--- Provided records ---

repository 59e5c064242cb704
pub mod error;
pub mod handlers;
pub mod models;
pub mod router;
pub mod services;
pub mod state;
pub mod store;

pub use error::BookingError;
pub use models::*;
pub use router::appointment_routes;
pub use services::allocator::{AllocatorConfig, TokenAllocator};
pub use services::booking::BookingOrchestrator;
pub use state::BookingState;
pub use store::{BookingStore, FailPoint, MemoryBookingStore, StoreError, SupabaseBookingStore};
use hmac::{Hmac, Mac};
use sha2::Sha256;
use tracing::{error, warn};

use shared_config::AppConfig;

use crate::error::PaymentError;
use crate::models::GatewayConfirmation;

type HmacSha256 = Hmac<Sha256>;

fn signed_message(order_id: &str, payment_id: &str) -> String {
    format!("{}|{}", order_id, payment_id)
}

/// Hex-encoded HMAC-SHA256 of `order_id|payment_id`, as the gateway signs it.
pub fn compute_signature(order_id: &str, payment_id: &str, secret: &str) -> String {
    let mut mac = match HmacSha256::new_from_slice(secret.as_bytes()) {
        Ok(m) => m,
        Err(_) => return String::new(),
    };
    mac.update(signed_message(order_id, payment_id).as_bytes());
    mac.finalize()
        .into_bytes()
        .iter()
        .map(|b| format!("{:02x}", b))
        .collect()
}

/// Constant-time check of a gateway signature.
pub fn verify(order_id: &str, payment_id: &str, signature: &str, secret: &str) -> bool {
    let Some(expected) = decode_hex(signature) else {
        return false;
    };

    let mut mac = match HmacSha256::new_from_slice(secret.as_bytes()) {
        Ok(m) => m,
        Err(_) => return false,
    };
    mac.update(signed_message(order_id, payment_id).as_bytes());
    mac.verify_slice(&expected).is_ok()
}

fn decode_hex(input: &str) -> Option<Vec<u8>> {
    if input.len() % 2 != 0 {
        return None;
    }
    input
        .as_bytes()
        .chunks(2)
        .map(|pair| {
            let s = std::str::from_utf8(pair).ok()?;
            u8::from_str_radix(s, 16).ok()
        })
        .collect()
}

pub struct PaymentVerifier {
    secret: Option<String>,
}

impl PaymentVerifier {
    pub fn new(secret: Option<String>) -> Self {
        Self { secret }
    }

    pub fn from_config(config: &AppConfig) -> Self {
        Self::new(config.razorpay_key_secret.clone())
    }

    /// Gate for every state change driven by a gateway callback.
    pub fn verify_confirmation(&self, confirmation: &GatewayConfirmation) -> Result<(), PaymentError> {
        let secret = match self.secret.as_deref() {
            Some(s) if !s.is_empty() => s,
            _ => {
                error!("Payment verification attempted without a configured gateway secret");
                return Err(PaymentError::SecretNotConfigured);
            }
        };

        if verify(&confirmation.order_id, &confirmation.payment_id, &confirmation.signature, secret) {
            Ok(())
        } else {
            warn!(
                order_id = %confirmation.order_id,
                payment_id = %confirmation.payment_id,
                "Gateway signature mismatch"
            );
            Err(PaymentError::VerificationFailed { order_id: confirmation.order_id.clone() })
        }
    }
}
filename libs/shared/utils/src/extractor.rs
use std::sync::Arc;

use axum::{
    extract::State,
    http::Request,
    middleware::Next,
    response::Response,
    body::Body,
};
use axum_extra::typed_header::{TypedHeader, TypedHeaderRejection};
use headers::{authorization::Bearer, Authorization};

use shared_models::auth::User;
use shared_models::error::AppError;
use shared_config::AppConfig;

use crate::jwt::validate_token;

// Validates the bearer token and makes the `User` available to handlers
pub async fn auth_middleware(
    State(config): State<Arc<AppConfig>>,
    auth: Result<TypedHeader<Authorization<Bearer>>, TypedHeaderRejection>,
    mut request: Request<Body>,
    next: Next,
) -> Result<Response, AppError> {
    let TypedHeader(auth) = auth.map_err(|rejection| {
        if rejection.is_missing() {
            AppError::Auth("Missing authorization header".to_string())
        } else {
            AppError::Auth("Invalid authorization header format".to_string())
        }
    })?;

    let user = validate_token(auth.token(), &config.supabase_jwt_secret)
        .map_err(AppError::Auth)?;

    request.extensions_mut().insert(user);

    Ok(next.run(request).await)
}

pub async fn extract_user<B>(request: &Request<B>) -> Result<User, AppError> {
    request
        .extensions()
        .get::<User>()
        .cloned()
        .ok_or_else(|| AppError::Auth("User not found in request extensions".to_string()))
}
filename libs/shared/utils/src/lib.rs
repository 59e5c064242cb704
pub mod extractor;
pub mod jwt;
pub mod test_utils;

--- Task goal ---
Above are the entries. Copy exactly the part that opens with the line containing "pub fn from_config(config: &AppConfig)" and closes with the line containing "verification attempted without", and no more.

--- Result of the task ---
    pub fn from_config(config: &AppConfig) -> Self {
        Self::new(config.razorpay_key_secret.clone())
    }

    /// Gate for every state change driven by a gateway callback.
    pub fn verify_confirmation(&self, confirmation: &GatewayConfirmation) -> Result<(), PaymentError> {
        let secret = match self.secret.as_deref() {
            Some(s) if !s.is_empty() => s,
            _ => {
                error!("Payment verification attempted without a configured gateway secret");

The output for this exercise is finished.